Shell Sort
The following example shows shell sort implementation.
Best case time complexity of shell sort is O(n)
Worst case time complexity of shell sort is O(n log2 n)
Average case time complexity of shell sort is O(n log2 n)

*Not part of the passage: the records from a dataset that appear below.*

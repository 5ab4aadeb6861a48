//! Interactive terminal client for an assistant service.
//!
//! One persisted thread per working directory. Every turn asks the service for
//! the latest run on that thread, waits while it is busy, runs requested
//! `terminal` tool calls locally and submits their output, then prints the
//! messages that arrived since the previous turn. The operator is prompted only
//! once the run has completed (or when no run exists yet).
//!
//! # Layout
//! - [`orchestrator::RunOrchestrator`] owns the per-turn decision loop.
//! - [`tools`] executes shell commands and builds tool-output batches.
//! - [`session::ChatSession`] binds the orchestrator to operator I/O and the thread store.
//! - [`render`] formats transcript lines; [`config`] and [`logging`] are process setup.

pub mod cancel;
pub mod config;
pub mod error;
pub mod logging;
pub mod orchestrator;
pub mod render;
pub mod session;
pub mod tools;

pub use crate::cancel::{new_cancel_signal, CancelSignal};
pub use crate::config::{
    working_dir, ChatConfig, ConfigError, PollPolicy, ToolPolicy, UnsupportedToolPolicy,
};
pub use crate::error::ChatError;
pub use crate::orchestrator::{RunOrchestrator, TurnEvent, TurnOutcome};
pub use crate::render::{Palette, RenderCursor};
pub use crate::session::{ChatSession, SessionEnd, EXIT_TOKEN};
pub use crate::tools::{ShellToolExecutor, ToolDispatcher, ToolError, ToolExecutor};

package com.bethecoder.tutorials.ds.sort;
import java.util.Arrays;
public class ShellSort {
/**
* @param args
*/
public static void main ( String [] args ) {
int [] list = { 112 , 23 , 376 , 6 , 5 , 1 , 8 , 3 , 9 , 4 , 0 , 2 , 7 , 11 , 26 , 12 , 19 , 27 , 86 , 19 } ;
System.out.println ( "Before sort : " + Arrays.toString ( list )) ;
double timeTaken = shellSortTimeTaken ( list ) ;
System.out.println ( "After sort : " + Arrays.toString ( list )) ;
System.out.println ( "Time taken for ShellSort : " + timeTaken + " milliseconds." ) ;
}
public static void shellSort ( int [] list ) {
int h = 1 ;
while (( h* 3 + 1 ) < list.length ) {
h = h* 3 + 1 ;
}
while ( h > 0 ) {
for ( int colIndex = h- 1 ; colIndex < list.length; colIndex++ ) {
int val = list [ colIndex ] ;
int j = colIndex;
//Sort column wise
while ( j>=h && list [ j-h ] > val ) {
list [ j ] = list [ j-h ] ;
j = j-h;
}
list [ j ] = val;
}
h = h/ 3 ;
}
}
/**
* Sorts and returns the time taken in milliseconds.
*
* @param list
* @return
*/
public static double shellSortTimeTaken ( int [] list ) {
long startTime = System.nanoTime () ;
shellSort ( list ) ;
long timeTaken = System.nanoTime () - startTime;
return timeTaken * Math.pow ( 10 , - 6 ) ;
}
}
It gives the following output,
Before sort : [112, 23, 376, 6, 5, 1, 8, 3, 9, 4, 0, 2, 7, 11, 26, 12, 19, 27, 86, 19]
After sort : [0, 1, 2, 3, 4, 5, 6, 7, 8, 9, 11, 12, 19, 19, 23, 26, 27, 86, 112, 376]
Time taken for ShellSort : 0.007821999999999999 milliseconds.